Showing posts with label surnames. Show all posts
Showing posts with label surnames. Show all posts

Wednesday, July 20, 2022

Jeffe's Top Three Resources for Names



ROGUE'S POSSESSION, Book #2 in my Covenant of Thorns Dark Fantasy Romance trilogy, is out in a week! It's been so fun to see readers rediscover this first series of mine.

This week at the SFF Seven, we're talking Naming Resources: Your top 3 sources for choosing names of characters, places, etc. Here are mine:

1. Jeffe's Big List of Names

I keep a list. A spreadsheet (of course! for those who know me) that I add to any time I encounter a name I really like. I save them for important characters. One #protip: there are few disappointments greater than discovering you squandered a really good name on a throwaway secondary character. Save those names for someday!
 
2. Behind the Name
 
BehindtheName.com is a great resource that lets you search for names in all sorts of ways. There's also a surname version, for those tricksy family names. 

3. Relevant Dictionaries

I also use archaic language dictionaries for whatever language family I'm using for a given world or realm within a world. These are easy to search for online, then look up word meanings and cobble together names from there.
 
Names are always important in my books - it's one of my themes - so I'm almost always choosing them for their underlying meaning. Something to look for!
 

Sunday, May 31, 2020

Naming Fantasy Characters, Places, and Things

The upside of me not being in San Diego on June 1 is that my event at Mysterious Galaxy will be available to all of you via Zoom! Would love if you all joined in!

Our topic at the SFF Seven this week is Names: What's your favorite source/method for naming your characters, places, etc?

I have several go-to naming sources that I have bookmarked for fast and easy access. My first stop is always BehindtheName.com, the etymology and history of first names. The advanced search allows you find names by gender (or lack thereof), meaning, usage (including mythological, biblical, archaic, etc.), and keyword. I love to start with a name meaning and triangulate from there. It's also meticulously cross-linked, so you can find associated names and roots.

There is also a Surname version of the site, http://surnames.behindthename.com/, which works the same way and is a great resource for building family trees and genealogies. Both of these work great to name places as well.

Once I settle on a general language group that I'm drawing from for a particular world, or place within a world, I find and bookmark an online dictionary for that language. I love to find the ones that index the old versions of the language too. ::The Vikings of Bjornstad :: Old Norse Dictionary is a great example.

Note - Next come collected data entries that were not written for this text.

//! RGB to bi-planar YCbCr 4:2:0 conversion for replayed frames.

use image::RgbImage;
use roomscan_data::{ColorImage, FrameError};

/// Convert an RGB image into the bi-planar YCbCr 4:2:0 layout the texture
/// pipeline consumes. Chroma is averaged over each 2x2 block (BT.601).
pub fn color_image_from_rgb(rgb: &RgbImage) -> Result<ColorImage, FrameError> {
    let (width, height) = rgb.dimensions();
    if width % 2 != 0 || height % 2 != 0 {
        return Err(FrameError::OddDimensions { width, height });
    }

    let mut luma = Vec::with_capacity((width * height) as usize);
    for pixel in rgb.pixels() {
        let [r, g, b] = pixel.0;
        let y = 0.299 * r as f32 + 0.587 * g as f32 + 0.114 * b as f32;
        luma.push(y.round().clamp(0.0, 255.0) as u8);
    }

    let mut chroma = Vec::with_capacity((width / 2 * (height / 2) * 2) as usize);
    for by in 0..height / 2 {
        for bx in 0..width / 2 {
            let (mut r_sum, mut g_sum, mut b_sum) = (0.0f32, 0.0f32, 0.0f32);
            for (dx, dy) in [(0, 0), (1, 0), (0, 1), (1, 1)] {
                let [r, g, b] = rgb.get_pixel(bx * 2 + dx, by * 2 + dy).0;
                r_sum += r as f32;
                g_sum += g as f32;
                b_sum += b as f32;
            }
            let (r, g, b) = (r_sum / 4.0, g_sum / 4.0, b_sum / 4.0);
            let cb = 128.0 - 0.168_736 * r - 0.331_264 * g + 0.5 * b;
            let cr = 128.0 + 0.5 * r - 0.418_688 * g - 0.081_312 * b;
            chroma.push(cb.round().clamp(0.0, 255.0) as u8);
            chroma.push(cr.round().clamp(0.0, 255.0) as u8);
        }
    }

    ColorImage::new(width, height, luma, chroma)
}
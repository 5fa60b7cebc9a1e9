//! Indexed triangle meshes produced by reconstruction and refinement.

use glam::Vec3;

/// An indexed triangle mesh.
///
/// Colors are optional: the raw reconstructed mesh has none, the colorize
/// pass fills them in from keyframes.
#[derive(Debug, Clone, Default)]
pub struct Mesh {
    pub positions: Vec<Vec3>,
    pub normals: Vec<Vec3>,
    pub colors: Option<Vec<Vec3>>,
    pub faces: Vec<[u32; 3]>,
}

impl Mesh {
    pub fn new(positions: Vec<Vec3>, normals: Vec<Vec3>, faces: Vec<[u32; 3]>) -> Self {
        Self {
            positions,
            normals,
            colors: None,
            faces,
        }
    }

    pub fn with_colors(mut self, colors: Vec<Vec3>) -> Self {
        self.colors = Some(colors);
        self
    }

    pub fn vertex_count(&self) -> usize {
        self.positions.len()
    }

    pub fn face_count(&self) -> usize {
        self.faces.len()
    }

    pub fn has_colors(&self) -> bool {
        self.colors.is_some()
    }

    pub fn is_empty(&self) -> bool {
        self.positions.is_empty()
    }

    /// Mean vertex position, Vec3::ZERO for an empty mesh.
    pub fn centroid(&self) -> Vec3 {
        if self.positions.is_empty() {
            return Vec3::ZERO;
        }
        self.positions.iter().copied().sum::<Vec3>() / self.positions.len() as f32
    }
}

#[cfg(test)]
mod tests {
    use super::*;

    #[test]
    fn test_mesh_counts() {
        let mesh = Mesh::new(
            vec![Vec3::ZERO, Vec3::X, Vec3::Y],
            vec![Vec3::Z; 3],
            vec![[0, 1, 2]],
        );
        assert_eq!(mesh.vertex_count(), 3);
        assert_eq!(mesh.face_count(), 1);
        assert!(!mesh.has_colors());
    }

    #[test]
    fn test_centroid() {
        let mesh = Mesh::new(
            vec![Vec3::new(0.0, 0.0, 0.0), Vec3::new(2.0, 0.0, 0.0)],
            vec![Vec3::Z; 2],
            vec![],
        );
        assert_eq!(mesh.centroid(), Vec3::new(1.0, 0.0, 0.0));
    }

    #[test]
    fn test_empty_mesh_centroid() {
        assert_eq!(Mesh::default().centroid(), Vec3::ZERO);
    }
}
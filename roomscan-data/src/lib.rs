//! Roomscan Data Crate
//!
//! GPU-agnostic data model for room-scanning sessions: camera poses,
//! scanning volumes, synchronized sensor frames, and reconstructed meshes.
//! This crate carries no sensor or GPU code and focuses on the types shared
//! by the capture, session, and rendering layers.

pub mod frame;
pub mod mesh;
pub mod pose;
pub mod volume;

pub use frame::{ColorImage, DepthImage, FrameError, Intrinsics, SensorFrame};
pub use mesh::Mesh;
pub use pose::Pose;
pub use volume::{ScanVolume, VolumeError};
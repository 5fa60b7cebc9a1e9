//! Roomscan Session - capture orchestration
//!
//! The orchestration layer of a room-scanning session: the four-state
//! capture state machine, the keyframe admission policy, the single-message
//! status surface, and the background finalization scheduler. The SLAM
//! tracker, the mesh reconstructor, and the refinement passes remain
//! external collaborators behind traits.

pub mod collaborators;
pub mod finalize;
pub mod gate;
pub mod keyframes;
pub mod machine;
pub mod options;
pub mod status;

pub use collaborators::{
    FinalizeOutcome, MeshReconstructor, MeshRefiner, RefineError, TrackingAdapter, TrackingError,
    TrackingQuality, Viewer,
};
pub use finalize::{
    CancelToken, FinalizationScheduler, JobHandle, JobKind, JobStatus, SchedulerError,
};
pub use gate::{GateDecision, KeyframeGate, RejectReason};
pub use keyframes::{Keyframe, KeyframeSet};
pub use machine::{CaptureSession, CaptureState, SessionError};
pub use options::{ConfigError, ScanOptions};
pub use status::{StatusArbiter, StatusCondition};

I can search for English concepts, find an old Norse version of the word, and then add a bit of drift to the spelling to make it my own.

Finally, I often resort to good old basic etymology to build new words. I look up the etymology of a word that embodies the concept of the person, place, or thing I want - then I break it down into component roots. Sometimes I search for related roots in other languages. Then I piece the concepts together again, maybe add some spelling drift and there it is! New word.

Now you guys know all of my secrets and can no doubt reverse engineer names from my books!